Örnek olarak günlük 45 dakika yapılan merdiven egzersizi, kolayca kilo vermek için harikadır. Ama bunu 2 saat boyunca yaparsanız, kas kaybetmeye başlayacağınızı bilmelisiniz. Kişiden kişiye ve o gün önce ne yediğinize bağlı olarak değişmekle birlikte, 1 saati aşan kardiyo önerilmez. Ayrıca en verimli şekilde yağ yakmak için %65-70 kalp atışı oranında kalmaya özen gösterin.

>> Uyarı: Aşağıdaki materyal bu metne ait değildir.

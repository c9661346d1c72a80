//! Realty insights library
//!
//! This crate provides the core functionality for:
//! - Predictive analytics over remote prediction, anomaly and
//!   recommendation backends
//! - AI-assisted SEO content optimization
//! - Persistence of optimization records
//! - Health checks and observability

pub mod audit;
pub mod cache;
pub mod client;
pub mod health;
pub mod models;
pub mod observability;
pub mod predictor;
pub mod seo;
pub mod storage;

pub use health::{
    ComponentHealth, ComponentStatus, HealthRegistry, HealthResponse, ReadinessResponse,
};
pub use models::*;
pub use observability::{FacadeMetrics, StructuredLogger};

8 / Kafanızı Sağlam Tutmak İçin Kendinize “Ödül” Günleri Programlayın

Diyet eğlenceli bir şey değildir. Ne kadar motive ve hevesli olsanız da, bir süre sonra karanlık günler yaşayacak ve dünyanın üzerinize geldiğini hissedeceksiniz. Bu yüzden haftanın bir günü, kafanızı dağıtabileceğiniz ve iple çekeceğiniz bir gün ayarlayın. (Cumartesi olabilir) Hamburger yağlı ve kalorilidir ancak haftanın 3 günü ekstra kardiyo çalışırsanız bu sorun olmaz ve ödül gününüzde afiyetle yiyebilirsiniz.

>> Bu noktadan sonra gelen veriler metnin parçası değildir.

//! Mapping of generic backend responses into typed prediction results

use super::outcome::{
    AnomalyDetectionResult, CapacityPrediction, CostOptimizationPrediction, Recommendations,
    ResourcePrediction, SlaPrediction, TrafficPoint, TrafficPrediction,
};
use crate::models::{
    AnomalyDetectionResponse, FeatureMap, PredictionResponse, RecommendationResponse,
};
use anyhow::{anyhow, Context, Result};
use chrono::NaiveDateTime;

/// Headroom added on top of peak demand for capacity recommendations
pub const CAPACITY_HEADROOM: f64 = 0.2;

/// Priority marker counted as high priority (exact match)
pub const HIGH_PRIORITY: &str = "HIGH";

const SLA_RISK_FACTORS: &str = "riskFactors";
const SLA_RECOMMENDATIONS: &str = "recommendations";
const CURRENT_CAPACITY: &str = "currentCapacity";
const CURRENT_COST: &str = "currentCost";
const COST_OPPORTUNITIES: &str = "opportunities";

/// Average, maximum and minimum of a series; all zero when empty
pub fn series_stats(values: &[f64]) -> (f64, f64, f64) {
    if values.is_empty() {
        return (0.0, 0.0, 0.0);
    }
    let sum: f64 = values.iter().sum();
    let max = values.iter().copied().fold(f64::MIN, f64::max);
    let min = values.iter().copied().fold(f64::MAX, f64::min);
    (sum / values.len() as f64, max, min)
}

/// Parse an ISO-8601 local date-time (`2024-01-01T10:00[:00[.000]]`)
pub fn parse_local_datetime(raw: &str) -> Result<NaiveDateTime> {
    NaiveDateTime::parse_from_str(raw, "%Y-%m-%dT%H:%M:%S%.f")
        .or_else(|_| NaiveDateTime::parse_from_str(raw, "%Y-%m-%dT%H:%M"))
        .with_context(|| format!("Invalid ISO-8601 local date-time: {}", raw))
}

pub fn map_resource(
    resource_type: &str,
    period: &str,
    response: PredictionResponse,
) -> ResourcePrediction {
    let values: Vec<f64> = response.predictions.iter().map(|p| p.value).collect();
    let (average_usage, peak_usage, min_usage) = series_stats(&values);

    ResourcePrediction {
        resource_type: resource_type.to_string(),
        period: period.to_string(),
        predictions: response.predictions,
        average_usage,
        peak_usage,
        min_usage,
        confidence: response.confidence,
        model_version: response.model_version,
    }
}

/// Fails as a whole when any timestamp is missing or malformed
pub fn map_traffic(
    service: &str,
    target_date: &str,
    response: PredictionResponse,
) -> Result<TrafficPrediction> {
    let points = response
        .predictions
        .iter()
        .map(|p| {
            let raw = p
                .timestamp
                .as_deref()
                .ok_or_else(|| anyhow!("Traffic prediction point without timestamp"))?;
            Ok(TrafficPoint {
                timestamp: parse_local_datetime(raw)?,
                expected_requests: p.value,
                confidence: p.confidence,
            })
        })
        .collect::<Result<Vec<_>>>()?;

    let peak = points
        .iter()
        .max_by(|a, b| {
            a.expected_requests
                .partial_cmp(&b.expected_requests)
                .unwrap_or(std::cmp::Ordering::Equal)
        })
        .map(|p| (p.expected_requests, p.timestamp));

    Ok(TrafficPrediction {
        service: service.to_string(),
        target_date: target_date.to_string(),
        total_requests: points.iter().map(|p| p.expected_requests).sum(),
        peak_requests: peak.map(|(v, _)| v).unwrap_or(0.0),
        peak_time: peak.map(|(_, t)| t),
        points,
        confidence: response.confidence,
    })
}

pub fn map_anomalies(metric: &str, response: AnomalyDetectionResponse) -> AnomalyDetectionResult {
    let has_anomalies = !response.anomalies.is_empty();
    let severity = if has_anomalies {
        response
            .anomalies
            .iter()
            .map(|a| a.severity)
            .fold(f64::MIN, f64::max)
    } else {
        0.0
    };

    AnomalyDetectionResult {
        metric: metric.to_string(),
        has_anomalies,
        anomalies: response.anomalies,
        severity,
        confidence: response.confidence,
    }
}

pub fn map_recommendations(category: &str, response: RecommendationResponse) -> Recommendations {
    let high_priority_count = response
        .recommendations
        .iter()
        .filter(|r| r.priority == HIGH_PRIORITY)
        .count();

    Recommendations {
        category: category.to_string(),
        items: response.recommendations,
        high_priority_count,
        confidence: response.confidence,
    }
}

/// Only the first point carries SLA data
pub fn map_sla(service: &str, period: &str, response: PredictionResponse) -> SlaPrediction {
    let first = response.predictions.first();

    SlaPrediction {
        service: service.to_string(),
        period: period.to_string(),
        compliance_probability: first.map(|p| p.value),
        risk_factors: first
            .and_then(|p| p.details.get(SLA_RISK_FACTORS))
            .map(|v| v.as_text_list())
            .unwrap_or_default(),
        recommendations: first
            .and_then(|p| p.details.get(SLA_RECOMMENDATIONS))
            .map(|v| v.as_text_list())
            .unwrap_or_default(),
        confidence: response.confidence,
    }
}

pub fn map_capacity(
    resource_type: &str,
    target_date: &str,
    features: &FeatureMap,
    response: PredictionResponse,
) -> CapacityPrediction {
    let values: Vec<f64> = response.predictions.iter().map(|p| p.value).collect();
    let (_, peak_demand, _) = series_stats(&values);
    let recommended_capacity = peak_demand * (1.0 + CAPACITY_HEADROOM);
    let current_capacity = features.get(CURRENT_CAPACITY).and_then(|v| v.as_f64());

    let (scale_up_required, exhaustion_time) = match current_capacity {
        Some(current) => (
            recommended_capacity > current,
            response
                .predictions
                .iter()
                .find(|p| p.value >= current)
                .and_then(|p| p.timestamp.clone()),
        ),
        None => (false, None),
    };

    CapacityPrediction {
        resource_type: resource_type.to_string(),
        target_date: target_date.to_string(),
        predictions: response.predictions,
        peak_demand,
        recommended_capacity,
        current_capacity,
        scale_up_required,
        exhaustion_time,
        confidence: response.confidence,
    }
}

pub fn map_cost(
    service: &str,
    period: &str,
    features: &FeatureMap,
    response: PredictionResponse,
) -> CostOptimizationPrediction {
    let projected_cost: f64 = response.predictions.iter().map(|p| p.value).sum();
    let current_cost = features.get(CURRENT_COST).and_then(|v| v.as_f64());
    let potential_savings = current_cost
        .map(|current| (current - projected_cost).max(0.0))
        .unwrap_or(0.0);

    let mut opportunities: Vec<String> = Vec::new();
    for point in &response.predictions {
        if let Some(value) = point.details.get(COST_OPPORTUNITIES) {
            for item in value.as_text_list() {
                if !opportunities.contains(&item) {
                    opportunities.push(item);
                }
            }
        }
    }

    CostOptimizationPrediction {
        service: service.to_string(),
        period: period.to_string(),
        projected_cost,
        current_cost,
        potential_savings,
        opportunities,
        confidence: response.confidence,
    }
}

#[cfg(test)]
mod tests {
    use super::*;
    use crate::models::{Anomaly, FeatureValue, PredictionPoint, RecommendationItem};

    fn response(points: Vec<PredictionPoint>) -> PredictionResponse {
        PredictionResponse {
            predictions: points,
            confidence: 0.85,
            model_version: Some("v2".to_string()),
        }
    }

    fn point(ts: &str, value: f64) -> PredictionPoint {
        PredictionPoint::new(Some(ts), value, 0.9)
    }

    fn anomaly(severity: f64) -> Anomaly {
        Anomaly {
            timestamp: None,
            value: 10.0,
            expected_value: Some(2.0),
            severity,
            description: None,
        }
    }

    fn item(priority: &str) -> RecommendationItem {
        RecommendationItem {
            id: None,
            title: "t".to_string(),
            description: String::new(),
            priority: priority.to_string(),
            estimated_impact: None,
        }
    }

    #[test]
    fn test_resource_empty_series_is_zero() {
        let result = map_resource("cpu", "24h", response(vec![]));
        assert_eq!(result.average_usage, 0.0);
        assert_eq!(result.peak_usage, 0.0);
        assert_eq!(result.min_usage, 0.0);
        assert_eq!(result.confidence, 0.85);
    }

    #[test]
    fn test_resource_series_stats() {
        let result = map_resource(
            "memory",
            "7d",
            response(vec![
                point("2024-01-01T00:00:00", 2.0),
                point("2024-01-01T01:00:00", 6.0),
                point("2024-01-01T02:00:00", 4.0),
            ]),
        );
        assert_eq!(result.average_usage, 4.0);
        assert_eq!(result.peak_usage, 6.0);
        assert_eq!(result.min_usage, 2.0);
        assert_eq!(result.model_version.as_deref(), Some("v2"));
    }

    #[test]
    fn test_resource_negative_values() {
        let (avg, max, min) = series_stats(&[-3.0, -1.0]);
        assert_eq!(avg, -2.0);
        assert_eq!(max, -1.0);
        assert_eq!(min, -3.0);
    }

    #[test]
    fn test_traffic_parses_local_datetimes() {
        let result = map_traffic(
            "search",
            "2024-03-01",
            response(vec![
                point("2024-03-01T08:00:00", 120.0),
                point("2024-03-01T09:30", 300.0),
                point("2024-03-01T10:00:00.250", 80.0),
            ]),
        )
        .unwrap();

        assert_eq!(result.points.len(), 3);
        assert_eq!(result.peak_requests, 300.0);
        assert_eq!(
            result.peak_time,
            Some(parse_local_datetime("2024-03-01T09:30:00").unwrap())
        );
        assert_eq!(result.total_requests, 500.0);
    }

    #[test]
    fn test_traffic_malformed_timestamp_fails_whole_call() {
        let result = map_traffic(
            "search",
            "2024-03-01",
            response(vec![
                point("2024-03-01T08:00:00", 120.0),
                point("03/01/2024 09:00", 300.0),
            ]),
        );
        assert!(result.is_err());
    }

    #[test]
    fn test_traffic_offset_timestamp_is_not_local() {
        assert!(parse_local_datetime("2024-03-01T08:00:00Z").is_err());
        assert!(parse_local_datetime("2024-03-01").is_err());
    }

    #[test]
    fn test_traffic_missing_timestamp_fails() {
        let result = map_traffic(
            "search",
            "2024-03-01",
            response(vec![PredictionPoint::new(None, 1.0, 0.5)]),
        );
        assert!(result.is_err());
    }

    #[test]
    fn test_anomalies_flag_and_max_severity() {
        let result = map_anomalies(
            "latency",
            AnomalyDetectionResponse {
                anomalies: vec![anomaly(0.3), anomaly(0.9), anomaly(0.5)],
                confidence: 0.7,
            },
        );
        assert!(result.has_anomalies);
        assert_eq!(result.severity, 0.9);

        let none = map_anomalies("latency", AnomalyDetectionResponse::default());
        assert!(!none.has_anomalies);
        assert_eq!(none.severity, 0.0);
    }

    #[test]
    fn test_high_priority_count_is_case_sensitive() {
        let result = map_recommendations(
            "pricing",
            RecommendationResponse {
                recommendations: vec![item("HIGH"), item("high"), item("HIGH"), item("LOW")],
                confidence: 0.6,
            },
        );
        assert_eq!(result.high_priority_count, 2);
        assert_eq!(result.items.len(), 4);
    }

    #[test]
    fn test_sla_reads_first_point_only() {
        let mut first = point("2024-01-01T00:00:00", 0.97);
        first.details.insert(
            "riskFactors".to_string(),
            FeatureValue::from(vec!["db latency", "peak season"]),
        );
        first.details.insert(
            "recommendations".to_string(),
            FeatureValue::from(vec!["add replica"]),
        );
        let mut second = point("2024-01-02T00:00:00", 0.5);
        second
            .details
            .insert("riskFactors".to_string(), FeatureValue::from(vec!["ignored"]));

        let result = map_sla("booking", "30d", response(vec![first, second]));
        assert_eq!(result.compliance_probability, Some(0.97));
        assert_eq!(result.risk_factors, vec!["db latency", "peak season"]);
        assert_eq!(result.recommendations, vec!["add replica"]);
    }

    #[test]
    fn test_sla_empty_keeps_confidence() {
        let result = map_sla("booking", "30d", response(vec![]));
        assert!(result.compliance_probability.is_none());
        assert!(result.risk_factors.is_empty());
        assert!(result.recommendations.is_empty());
        assert_eq!(result.confidence, 0.85);
    }

    #[test]
    fn test_capacity_against_current_capacity() {
        let mut features = FeatureMap::new();
        features.insert("currentCapacity".to_string(), FeatureValue::Integer(100));

        let result = map_capacity(
            "storage",
            "2024-09-01",
            &features,
            response(vec![
                point("2024-08-01T00:00:00", 60.0),
                point("2024-08-15T00:00:00", 100.0),
                point("2024-08-31T00:00:00", 90.0),
            ]),
        );

        assert_eq!(result.peak_demand, 100.0);
        assert!((result.recommended_capacity - 120.0).abs() < 1e-9);
        assert!(result.scale_up_required);
        assert_eq!(result.exhaustion_time.as_deref(), Some("2024-08-15T00:00:00"));
    }

    #[test]
    fn test_capacity_without_current_capacity() {
        let result = map_capacity(
            "storage",
            "2024-09-01",
            &FeatureMap::new(),
            response(vec![point("2024-08-01T00:00:00", 10.0)]),
        );
        assert!(!result.scale_up_required);
        assert!(result.exhaustion_time.is_none());
        assert!(result.current_capacity.is_none());
    }

    #[test]
    fn test_cost_savings_and_opportunities() {
        let mut features = FeatureMap::new();
        features.insert("currentCost".to_string(), FeatureValue::Number(1000.0));

        let mut a = point("2024-01-01T00:00:00", 300.0);
        a.details.insert(
            "opportunities".to_string(),
            FeatureValue::from(vec!["rightsize db", "reserved instances"]),
        );
        let mut b = point("2024-02-01T00:00:00", 400.0);
        b.details.insert(
            "opportunities".to_string(),
            FeatureValue::from(vec!["rightsize db"]),
        );

        let result = map_cost("search", "60d", &features, response(vec![a, b]));
        assert_eq!(result.projected_cost, 700.0);
        assert_eq!(result.potential_savings, 300.0);
        assert_eq!(result.opportunities, vec!["rightsize db", "reserved instances"]);
    }

    #[test]
    fn test_cost_savings_never_negative() {
        let mut features = FeatureMap::new();
        features.insert("currentCost".to_string(), FeatureValue::Number(100.0));
        let result = map_cost(
            "search",
            "30d",
            &features,
            response(vec![point("2024-01-01T00:00:00", 500.0)]),
        );
        assert_eq!(result.potential_savings, 0.0);
    }
}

Kısa Sürede Daha Güçlü Olmak İçin

Roma, bir ayda kurulmadı ama vücudunuz bir ayda daha güçlü olabilir. Hazır mısınız?
Neredeyse herkes iyi görünmek ister ama genellikle işlevden çok biçime odaklanırız. Kaslar şekilli olmakla birlikte performans da göstermelidir!
İşte Herkül gibi güç kazanmak için sizlere 9 öneri:

1 / Serbest Ağırlıklar ve Bütünleşik Hareketlerle Çalışın

Güçlü ve iri olmak için antrenmanlarınız sağlam egzersizlere dayanmalı: Squat, Bench Press, Deadlift, Military Press, Row’lar, Power Clean’ler ve bu hareketlerin diğer varyasyonları. kaslarınızı en çok bu hareketler sayesinde çalıştırırsınız.
Serbest ağırlıklar, yükü sabitlemenizi sağlarlar. Yani vücudunuzun, ağırlıkları kaldırmak için tasarlandığı en doğru biçimde kaldırılmasına müsaade eder. Sporcu, hareketin her yönünü kontrol altında tutabildiğinden hareket eden bölgenin her yönü çalışılmış olur.

2 / Mükemmel Tekniği Öğrenin

Deneyim sahibi bir çok sporcu, sıradan sporcunun aksine her zaman, hareketin doğru tekniği üzerinde çalışır. Tekniğinizi ilerleterek ve üzerinde çalışarak sinir sisteminizin kaslarınıza çalışma emrini vermesini sağlarsınız. Aynı zamanda tekniğinizi geliştirmek, sakatlıkları da önler.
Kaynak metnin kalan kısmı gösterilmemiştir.